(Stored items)
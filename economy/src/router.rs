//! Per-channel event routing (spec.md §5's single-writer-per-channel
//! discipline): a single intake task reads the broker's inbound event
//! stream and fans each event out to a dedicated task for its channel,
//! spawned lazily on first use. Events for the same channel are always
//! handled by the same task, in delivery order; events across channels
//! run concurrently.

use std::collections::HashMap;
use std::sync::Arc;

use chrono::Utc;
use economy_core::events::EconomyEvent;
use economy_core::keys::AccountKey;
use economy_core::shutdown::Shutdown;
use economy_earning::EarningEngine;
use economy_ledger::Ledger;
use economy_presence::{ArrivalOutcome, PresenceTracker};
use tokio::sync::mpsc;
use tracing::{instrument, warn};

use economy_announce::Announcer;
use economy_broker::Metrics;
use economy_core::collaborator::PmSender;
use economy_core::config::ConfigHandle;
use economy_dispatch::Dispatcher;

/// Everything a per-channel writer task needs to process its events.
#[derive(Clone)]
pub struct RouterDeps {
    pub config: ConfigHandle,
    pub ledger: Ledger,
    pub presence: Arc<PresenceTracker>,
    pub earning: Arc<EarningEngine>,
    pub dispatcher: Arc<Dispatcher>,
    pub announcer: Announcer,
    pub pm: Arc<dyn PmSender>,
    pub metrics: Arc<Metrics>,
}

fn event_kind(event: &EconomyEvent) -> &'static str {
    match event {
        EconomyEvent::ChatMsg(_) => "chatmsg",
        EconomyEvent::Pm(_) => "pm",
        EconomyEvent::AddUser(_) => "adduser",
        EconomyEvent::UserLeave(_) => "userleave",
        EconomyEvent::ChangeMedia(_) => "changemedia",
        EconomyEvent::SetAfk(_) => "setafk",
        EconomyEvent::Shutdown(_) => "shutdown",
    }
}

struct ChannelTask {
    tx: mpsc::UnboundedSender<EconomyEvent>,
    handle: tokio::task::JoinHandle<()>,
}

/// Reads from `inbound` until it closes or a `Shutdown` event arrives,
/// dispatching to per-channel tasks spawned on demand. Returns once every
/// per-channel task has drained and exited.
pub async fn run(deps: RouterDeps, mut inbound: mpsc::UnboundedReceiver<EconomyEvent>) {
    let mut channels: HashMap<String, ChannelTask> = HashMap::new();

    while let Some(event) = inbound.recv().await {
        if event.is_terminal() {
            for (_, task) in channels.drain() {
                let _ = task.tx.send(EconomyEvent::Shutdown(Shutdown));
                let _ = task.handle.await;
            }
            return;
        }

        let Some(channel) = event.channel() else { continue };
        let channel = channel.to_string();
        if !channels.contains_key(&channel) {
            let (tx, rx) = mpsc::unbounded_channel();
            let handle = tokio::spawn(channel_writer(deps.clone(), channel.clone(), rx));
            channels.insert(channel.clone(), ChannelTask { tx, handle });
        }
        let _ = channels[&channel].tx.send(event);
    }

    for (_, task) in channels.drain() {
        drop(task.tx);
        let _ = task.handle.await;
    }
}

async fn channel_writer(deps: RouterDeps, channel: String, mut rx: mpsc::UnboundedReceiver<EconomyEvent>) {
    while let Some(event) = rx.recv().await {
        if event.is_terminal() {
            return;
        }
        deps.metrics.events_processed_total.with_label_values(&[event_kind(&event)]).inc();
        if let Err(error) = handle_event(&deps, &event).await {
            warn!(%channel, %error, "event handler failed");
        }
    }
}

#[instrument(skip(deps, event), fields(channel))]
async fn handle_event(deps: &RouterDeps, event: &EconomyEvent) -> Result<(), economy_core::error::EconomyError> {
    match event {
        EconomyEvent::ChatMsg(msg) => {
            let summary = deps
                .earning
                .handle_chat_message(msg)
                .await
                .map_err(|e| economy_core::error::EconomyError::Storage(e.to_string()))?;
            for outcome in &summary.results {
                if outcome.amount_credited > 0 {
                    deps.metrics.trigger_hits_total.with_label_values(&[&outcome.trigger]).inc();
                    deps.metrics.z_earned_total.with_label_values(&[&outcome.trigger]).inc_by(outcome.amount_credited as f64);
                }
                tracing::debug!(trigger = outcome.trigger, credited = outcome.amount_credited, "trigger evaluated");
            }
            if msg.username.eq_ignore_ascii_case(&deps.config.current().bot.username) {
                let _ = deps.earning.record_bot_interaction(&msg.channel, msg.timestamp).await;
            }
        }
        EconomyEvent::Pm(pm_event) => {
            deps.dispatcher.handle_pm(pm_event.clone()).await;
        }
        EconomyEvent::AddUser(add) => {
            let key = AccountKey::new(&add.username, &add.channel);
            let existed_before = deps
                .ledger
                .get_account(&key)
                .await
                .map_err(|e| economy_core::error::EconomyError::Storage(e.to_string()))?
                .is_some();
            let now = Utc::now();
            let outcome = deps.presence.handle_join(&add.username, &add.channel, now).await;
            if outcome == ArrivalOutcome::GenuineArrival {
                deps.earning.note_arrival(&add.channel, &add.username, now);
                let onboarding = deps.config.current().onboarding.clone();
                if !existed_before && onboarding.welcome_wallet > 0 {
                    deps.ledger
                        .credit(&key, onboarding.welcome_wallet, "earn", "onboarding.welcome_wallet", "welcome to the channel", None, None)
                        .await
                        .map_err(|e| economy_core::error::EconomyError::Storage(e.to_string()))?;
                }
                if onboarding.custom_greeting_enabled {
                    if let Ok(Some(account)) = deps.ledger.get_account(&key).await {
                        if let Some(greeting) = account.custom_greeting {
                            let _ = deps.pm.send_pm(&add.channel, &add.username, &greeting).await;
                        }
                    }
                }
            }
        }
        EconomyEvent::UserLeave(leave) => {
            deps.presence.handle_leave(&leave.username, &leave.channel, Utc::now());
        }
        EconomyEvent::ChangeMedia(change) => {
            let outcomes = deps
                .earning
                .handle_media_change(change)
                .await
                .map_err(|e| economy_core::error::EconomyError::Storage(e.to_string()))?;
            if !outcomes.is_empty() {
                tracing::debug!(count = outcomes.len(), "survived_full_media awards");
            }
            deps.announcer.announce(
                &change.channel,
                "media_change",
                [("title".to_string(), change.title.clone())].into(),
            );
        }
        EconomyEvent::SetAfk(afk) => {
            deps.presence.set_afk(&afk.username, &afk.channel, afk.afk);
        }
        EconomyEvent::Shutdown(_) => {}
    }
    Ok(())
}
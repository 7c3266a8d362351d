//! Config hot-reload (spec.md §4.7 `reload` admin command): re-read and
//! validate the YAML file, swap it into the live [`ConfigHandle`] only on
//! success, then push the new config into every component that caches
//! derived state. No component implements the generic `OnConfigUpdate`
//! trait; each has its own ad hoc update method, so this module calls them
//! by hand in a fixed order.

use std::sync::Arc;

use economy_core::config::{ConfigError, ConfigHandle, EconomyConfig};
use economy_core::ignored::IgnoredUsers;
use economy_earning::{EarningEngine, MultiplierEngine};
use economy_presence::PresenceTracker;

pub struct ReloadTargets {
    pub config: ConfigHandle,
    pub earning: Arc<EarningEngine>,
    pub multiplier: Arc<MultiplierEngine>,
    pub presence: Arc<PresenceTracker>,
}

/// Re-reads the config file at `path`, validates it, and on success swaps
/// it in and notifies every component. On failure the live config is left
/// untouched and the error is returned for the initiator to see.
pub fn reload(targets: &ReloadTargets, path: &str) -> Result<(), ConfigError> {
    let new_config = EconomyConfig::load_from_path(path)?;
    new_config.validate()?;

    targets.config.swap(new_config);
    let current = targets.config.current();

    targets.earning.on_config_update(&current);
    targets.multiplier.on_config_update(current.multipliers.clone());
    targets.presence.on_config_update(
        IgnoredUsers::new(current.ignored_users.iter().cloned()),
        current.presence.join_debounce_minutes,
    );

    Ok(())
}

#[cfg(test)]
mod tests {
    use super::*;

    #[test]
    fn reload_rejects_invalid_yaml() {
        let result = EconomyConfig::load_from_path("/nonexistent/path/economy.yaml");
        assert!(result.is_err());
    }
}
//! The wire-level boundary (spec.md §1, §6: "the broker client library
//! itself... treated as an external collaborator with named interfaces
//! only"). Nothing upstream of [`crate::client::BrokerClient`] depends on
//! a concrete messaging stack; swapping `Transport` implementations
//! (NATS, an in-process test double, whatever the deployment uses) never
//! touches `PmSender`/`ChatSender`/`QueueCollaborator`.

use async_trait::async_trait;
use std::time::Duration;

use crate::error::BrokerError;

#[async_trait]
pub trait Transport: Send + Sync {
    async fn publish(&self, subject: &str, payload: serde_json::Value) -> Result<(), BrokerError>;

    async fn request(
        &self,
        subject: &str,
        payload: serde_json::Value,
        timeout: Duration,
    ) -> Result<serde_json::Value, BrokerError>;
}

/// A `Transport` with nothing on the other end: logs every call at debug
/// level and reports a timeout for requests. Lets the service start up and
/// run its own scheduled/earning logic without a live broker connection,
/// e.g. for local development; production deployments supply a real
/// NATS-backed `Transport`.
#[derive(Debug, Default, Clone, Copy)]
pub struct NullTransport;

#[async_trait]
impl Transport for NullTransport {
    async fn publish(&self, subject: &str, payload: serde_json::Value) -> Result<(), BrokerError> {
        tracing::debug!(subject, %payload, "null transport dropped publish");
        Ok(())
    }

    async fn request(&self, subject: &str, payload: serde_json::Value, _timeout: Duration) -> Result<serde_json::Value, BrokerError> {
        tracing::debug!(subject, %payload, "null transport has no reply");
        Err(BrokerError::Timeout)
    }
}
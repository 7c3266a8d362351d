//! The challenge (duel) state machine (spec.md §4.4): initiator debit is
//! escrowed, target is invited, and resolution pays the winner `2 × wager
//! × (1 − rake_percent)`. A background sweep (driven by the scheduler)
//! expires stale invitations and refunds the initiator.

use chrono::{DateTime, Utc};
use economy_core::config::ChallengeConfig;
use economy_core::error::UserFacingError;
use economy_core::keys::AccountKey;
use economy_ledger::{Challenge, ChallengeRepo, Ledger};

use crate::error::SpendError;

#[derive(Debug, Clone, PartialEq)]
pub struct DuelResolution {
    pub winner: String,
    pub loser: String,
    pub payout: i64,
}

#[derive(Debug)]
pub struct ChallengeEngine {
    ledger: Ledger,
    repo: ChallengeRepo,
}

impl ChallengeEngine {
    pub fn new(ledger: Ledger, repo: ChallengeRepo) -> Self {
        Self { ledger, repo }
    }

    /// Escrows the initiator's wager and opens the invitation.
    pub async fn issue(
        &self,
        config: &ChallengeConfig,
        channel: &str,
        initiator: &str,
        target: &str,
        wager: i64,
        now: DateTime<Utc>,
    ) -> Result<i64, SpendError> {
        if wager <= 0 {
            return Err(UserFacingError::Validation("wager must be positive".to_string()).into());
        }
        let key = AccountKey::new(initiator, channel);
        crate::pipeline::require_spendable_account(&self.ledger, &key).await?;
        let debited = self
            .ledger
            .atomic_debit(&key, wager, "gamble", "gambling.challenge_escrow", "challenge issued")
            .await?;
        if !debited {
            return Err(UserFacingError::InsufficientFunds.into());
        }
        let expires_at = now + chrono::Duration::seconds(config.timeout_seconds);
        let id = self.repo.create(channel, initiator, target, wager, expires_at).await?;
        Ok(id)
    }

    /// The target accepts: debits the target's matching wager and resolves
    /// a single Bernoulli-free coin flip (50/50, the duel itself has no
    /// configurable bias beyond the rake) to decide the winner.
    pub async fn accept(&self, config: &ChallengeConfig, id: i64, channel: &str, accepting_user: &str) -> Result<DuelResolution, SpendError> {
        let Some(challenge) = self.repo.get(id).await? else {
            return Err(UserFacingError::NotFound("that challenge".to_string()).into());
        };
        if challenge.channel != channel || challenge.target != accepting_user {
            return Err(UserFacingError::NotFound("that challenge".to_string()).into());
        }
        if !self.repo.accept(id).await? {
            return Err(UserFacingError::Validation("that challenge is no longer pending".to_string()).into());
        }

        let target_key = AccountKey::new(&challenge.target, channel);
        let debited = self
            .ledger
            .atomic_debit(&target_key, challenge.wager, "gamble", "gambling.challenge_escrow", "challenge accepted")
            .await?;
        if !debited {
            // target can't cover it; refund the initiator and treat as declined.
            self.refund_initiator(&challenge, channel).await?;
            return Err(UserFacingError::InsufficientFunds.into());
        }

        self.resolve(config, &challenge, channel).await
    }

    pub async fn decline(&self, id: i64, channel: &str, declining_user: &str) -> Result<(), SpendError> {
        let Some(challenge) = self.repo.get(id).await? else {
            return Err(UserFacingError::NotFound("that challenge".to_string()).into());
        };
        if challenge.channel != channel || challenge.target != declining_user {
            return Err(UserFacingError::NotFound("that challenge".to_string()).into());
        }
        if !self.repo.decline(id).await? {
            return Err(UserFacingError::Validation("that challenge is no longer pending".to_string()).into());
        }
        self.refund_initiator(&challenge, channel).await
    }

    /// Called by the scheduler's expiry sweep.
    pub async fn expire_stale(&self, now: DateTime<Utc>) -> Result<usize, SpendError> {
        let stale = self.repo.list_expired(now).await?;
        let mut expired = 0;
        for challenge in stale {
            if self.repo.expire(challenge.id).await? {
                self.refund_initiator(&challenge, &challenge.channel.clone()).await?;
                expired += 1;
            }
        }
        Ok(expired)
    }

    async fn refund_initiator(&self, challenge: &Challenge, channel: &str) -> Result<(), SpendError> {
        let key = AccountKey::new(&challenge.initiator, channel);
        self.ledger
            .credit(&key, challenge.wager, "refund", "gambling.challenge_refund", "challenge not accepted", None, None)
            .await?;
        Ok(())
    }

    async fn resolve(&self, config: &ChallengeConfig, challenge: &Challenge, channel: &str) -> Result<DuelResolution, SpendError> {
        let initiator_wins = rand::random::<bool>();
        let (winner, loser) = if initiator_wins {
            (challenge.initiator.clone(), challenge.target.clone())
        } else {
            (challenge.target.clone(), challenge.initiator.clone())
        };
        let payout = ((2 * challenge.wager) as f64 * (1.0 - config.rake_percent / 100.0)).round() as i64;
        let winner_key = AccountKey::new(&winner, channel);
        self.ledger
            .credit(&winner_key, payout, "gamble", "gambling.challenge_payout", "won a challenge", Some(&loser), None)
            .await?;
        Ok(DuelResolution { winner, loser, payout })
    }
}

Problem description: From the entries, report each line that includes the word "success".

Written solution:
//! success, then push the new config into every component that caches
/// Re-reads the config file at `path`, validates it, and on success swaps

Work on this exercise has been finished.